DATA FOR THIS EXERCISE.
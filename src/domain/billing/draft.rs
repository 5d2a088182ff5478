use chrono::{Duration, NaiveDate};
use rust_decimal::Decimal;
use serde::{Deserialize, Serialize};
use uuid::Uuid;

use super::convert::{Conversion, convert};
use super::entities::{ExpenseEntry, InvoiceRecord, Matter, PersistableInvoice, TimesheetEntry};
use super::errors::{BillingError, ValidationError};
use super::reconcile::{Reconciliation, reconcile};
use super::selection::{DateBounds, SelectionEvent, SelectionState};
use super::value_objects::{BillingLocation, Currency, ExchangeRate, ExchangeRateMap, InvoiceNumber};

pub const DEFAULT_DUE_DATE_OFFSET_DAYS: i64 = 60;

#[derive(Debug, Clone, Copy, PartialEq, Eq, Serialize, Deserialize)]
#[serde(rename_all = "lowercase")]
pub enum DraftMode {
  Create,
  Edit,
}

/// The invoice draft aggregate. Created when matter selection begins,
/// mutated only through named operations, finalized (immutable) once the
/// submission to the invoice store succeeds.
///
/// Dates follow the temporal constraints of the selection: in create mode
/// the invoice and due dates track the derived minimums until the user
/// overrides them; in edit mode previously persisted dates are never
/// auto-overwritten.
#[derive(Debug, Clone, PartialEq, Serialize, Deserialize)]
pub struct InvoiceDraft {
  mode: DraftMode,
  client_id: Option<Uuid>,
  selection: SelectionState,
  invoice_currency: Option<Currency>,
  exchange_rates: ExchangeRateMap,
  invoice_date: Option<NaiveDate>,
  due_date: Option<NaiveDate>,
  invoice_date_overridden: bool,
  due_date_overridden: bool,
  /// Raw user input; format-checked at finalize so a bad manual entry
  /// surfaces as a field-level diagnostic, not an exception.
  invoice_number: Option<String>,
  billing_location: Option<BillingLocation>,
  description: String,
  /// Edit mode: the timesheet selection stored on the persisted invoice.
  /// Fallback when the user deselects everything, so an update never
  /// silently invoices zero items.
  original_timesheet_ids: Vec<Uuid>,
  due_date_offset_days: i64,
  persisted_invoice: Option<Uuid>,
  finalized: bool,
}
use chrono::{DateTime, NaiveDate, Utc};
use rust_decimal::Decimal;
use serde::{Deserialize, Serialize};
use std::str::FromStr;
use std::sync::Arc;
use uuid::Uuid;

use crate::domain::billing::{
  BillingError, BillingLocation, BillingService, Currency, ExchangeRate, InvoiceDraft,
};

#[derive(Debug, Deserialize)]
pub struct ExchangeRateDto {
  pub currency: String,
  pub rate: Decimal,
}

/// Final field values applied on top of the draft before submission.
/// Every field is optional; an absent field leaves the draft untouched.
#[derive(Debug, Deserialize)]
pub struct SubmitInvoiceCommand {
  pub draft: InvoiceDraft,
  pub invoice_number: Option<String>,
  pub invoice_date: Option<NaiveDate>,
  pub due_date: Option<NaiveDate>,
  pub billing_location: Option<String>,
  pub invoice_currency: Option<String>,
  pub exchange_rates: Vec<ExchangeRateDto>,
  pub description: Option<String>,
}

#[derive(Debug, Serialize)]
pub struct SubmitInvoiceResponse {
  pub invoice_id: Uuid,
  pub invoice_number: String,
  pub currency: String,
  pub total: Decimal,
  pub created_at: DateTime<Utc>,
}

pub struct SubmitInvoiceUseCase {
  billing_service: Arc<BillingService>,
}

impl SubmitInvoiceUseCase {
  pub fn new(billing_service: Arc<BillingService>) -> Self {
    Self { billing_service }
  }

  /// Applies the final field values and submits. Validation failures come
  /// back as `BillingError::Validation` with every failing check listed;
  /// an invoice-number race at the store comes back as
  /// `BillingError::Conflict` for the caller to regenerate from.
  pub async fn execute(
    &self,
    command: SubmitInvoiceCommand,
  ) -> Result<SubmitInvoiceResponse, BillingError> {
    let mut draft = command.draft;

    if let Some(raw) = command.invoice_number {
      draft.set_invoice_number(raw)?;
    }
    if let Some(date) = command.invoice_date {
      draft.set_invoice_date(date)?;
    }
    if let Some(date) = command.due_date {
      draft.set_due_date(date)?;
    }
    if let Some(raw) = command.billing_location {
      draft.set_billing_location(BillingLocation::from_str(&raw)?)?;
    }
    if let Some(raw) = command.invoice_currency {
      draft.set_invoice_currency(Currency::from_str(&raw)?)?;
    }
    for dto in command.exchange_rates {
      let currency = Currency::from_str(&dto.currency)?;
      draft.set_exchange_rate(currency, ExchangeRate::new(dto.rate)?)?;
    }
    if let Some(description) = command.description {
      draft.set_description(description)?;
    }

    let record = self.billing_service.submit(&mut draft).await?;
    Ok(SubmitInvoiceResponse {
      invoice_id: record.id,
      invoice_number: record.invoice_number.value().to_string(),
      currency: record.currency.to_string(),
      total: record.total,
      created_at: record.created_at,
    })
  }
}
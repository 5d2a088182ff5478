//! Infrastructure layer
//!
//! This layer contains concrete implementations of the domain's
//! collaborator ports, configuration loading and telemetry setup.

pub mod collaborators;
pub mod config;
pub mod telemetry;
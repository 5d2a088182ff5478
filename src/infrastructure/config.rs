use config::{Config as ConfigBuilder, ConfigError, Environment, File};
use serde::Deserialize;
use std::env;
use std::str::FromStr;

use crate::domain::billing::{
  BillingServiceConfig, DEFAULT_DUE_DATE_OFFSET_DAYS, TimesheetStatus,
};

fn default_due_date_offset_days() -> i64 {
  DEFAULT_DUE_DATE_OFFSET_DAYS
}

fn default_billable_status() -> String {
  "approved".to_string()
}

/// Main application configuration
#[derive(Debug, Clone, Default, Deserialize)]
pub struct Config {
  #[serde(default)]
  pub billing: BillingConfig,
}

/// Billing policy configuration
#[derive(Debug, Clone, Deserialize)]
pub struct BillingConfig {
  /// Days added to the derived minimum due date when pre-filling a
  /// create-mode draft.
  #[serde(default = "default_due_date_offset_days")]
  pub due_date_offset_days: i64,
  /// Timesheet status considered billable when fetching candidates.
  #[serde(default = "default_billable_status")]
  pub billable_status: String,
}

impl Default for BillingConfig {
  fn default() -> Self {
    Self {
      due_date_offset_days: default_due_date_offset_days(),
      billable_status: default_billable_status(),
    }
  }
}

impl Config {
  /// Load configuration from files and environment variables
  ///
  /// Configuration is loaded in the following order (later sources
  /// override earlier ones):
  /// 1. config/default.toml (optional; every key has a default)
  /// 2. config/local.toml (if exists)
  /// 3. config/{RUN_MODE}.toml (if exists)
  /// 4. Environment variables with LEXBILL_ prefix, double-underscore
  ///    separated: `LEXBILL_BILLING__DUE_DATE_OFFSET_DAYS=45`
  pub fn load() -> Result<Self, ConfigError> {
    let run_mode = env::var("RUN_MODE").unwrap_or_else(|_| "development".into());

    let config = ConfigBuilder::builder()
      .add_source(File::with_name("config/default").required(false))
      .add_source(File::with_name("config/local").required(false))
      .add_source(File::with_name(&format!("config/{}", run_mode)).required(false))
      .add_source(
        Environment::with_prefix("LEXBILL")
          .prefix_separator("_")
          .separator("__")
          .try_parsing(true),
      )
      .build()?;

    config.try_deserialize()
  }

  /// Maps the loaded settings into the domain service's configuration.
  pub fn billing_service_config(&self) -> Result<BillingServiceConfig, ConfigError> {
    let billable_status = TimesheetStatus::from_str(&self.billing.billable_status)
      .map_err(|e| ConfigError::Message(e.to_string()))?;
    Ok(BillingServiceConfig {
      due_date_offset_days: self.billing.due_date_offset_days,
      billable_status,
    })
  }
}
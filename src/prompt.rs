//! Prompt text sent alongside the user's photo.

use crate::models::TattooParams;

fn placement_lines(params: &TattooParams) -> String {
    let mut lines = String::new();
    if let Some(size) = &params.size {
        lines.push_str(&format!(
            "It should be appropriate for a {} placement on the provided body photo.\n",
            size
        ));
    }
    if let Some(attributes) = &params.physical_attributes {
        lines.push_str(&format!(
            "Take the person's physical attributes into account: {}.\n",
            attributes
        ));
    }
    lines
}

/// Prompt for a first design. `with_reference` adds the instruction for the
/// optional second image.
pub fn generation_prompt(params: &TattooParams, with_reference: bool) -> String {
    let mut prompt = format!(
        "You are a professional tattoo designer.\n\
         Using ONLY the first image provided as the base, design a {} {} tattoo with the theme \"{}\".\n",
        params.color_mode, params.style, params.theme
    );
    prompt.push_str(&placement_lines(params));
    if with_reference {
        prompt.push_str(
            "The second image is a reference: draw inspiration from its artwork, \
             but do not paste it onto the photo.\n",
        );
    }
    prompt.push_str(
        "Keep the original image intact and only overlay the tattoo realistically on the skin.\n\
         Return the edited photo and a short description of the final design.",
    );
    prompt
}

/// Prompt for revising an image the service produced earlier.
pub fn alteration_prompt(params: &TattooParams, feedback: &str) -> String {
    let mut prompt = format!(
        "You are a professional tattoo designer revising a design you already placed on this photo.\n\
         The current design is a {} {} tattoo with the theme \"{}\".\n",
        params.color_mode, params.style, params.theme
    );
    prompt.push_str(&placement_lines(params));
    prompt.push_str(&format!(
        "The client asked for these changes: \"{}\".\n\
         Apply the changes to the tattoo only. Keep the person, pose, lighting and background unchanged.\n\
         Return the revised photo and a one-paragraph summary of what changed.",
        feedback.trim()
    ));
    prompt
}

#[cfg(test)]
mod tests {
    use super::*;

    fn params() -> TattooParams {
        TattooParams::new("neo-traditional", "wolf", "full color").with_size("upper arm")
    }

    #[test]
    fn test_generation_prompt_fields() {
        let prompt = generation_prompt(&params(), false);
        assert!(prompt.contains("design a full color neo-traditional tattoo with the theme \"wolf\""));
        assert!(prompt.contains("upper arm placement"));
        assert!(!prompt.contains("second image"));
        assert!(!prompt.contains("physical attributes"));
    }

    #[test]
    fn test_generation_prompt_reference_and_attributes() {
        let params = params().with_physical_attributes("pale skin, freckles");
        let prompt = generation_prompt(&params, true);
        assert!(prompt.contains("second image is a reference"));
        assert!(prompt.contains("pale skin, freckles"));
    }

    #[test]
    fn test_alteration_prompt_contains_feedback() {
        let prompt = alteration_prompt(&params(), "  make the eyes blue \n");
        assert!(prompt.contains("\"make the eyes blue\""));
        assert!(prompt.contains("neo-traditional"));
    }
}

TASK INSTRUCTIONS. Copy out, from the listing above, every line that contains the word "format".

WORKED SOLUTION.
  /// Raw user input; format-checked at finalize so a bad manual entry
      .add_source(File::with_name(&format!("config/{}", run_mode)).required(false))
        lines.push_str(&format!(
        lines.push_str(&format!(
    let mut prompt = format!(
    let mut prompt = format!(
    prompt.push_str(&format!(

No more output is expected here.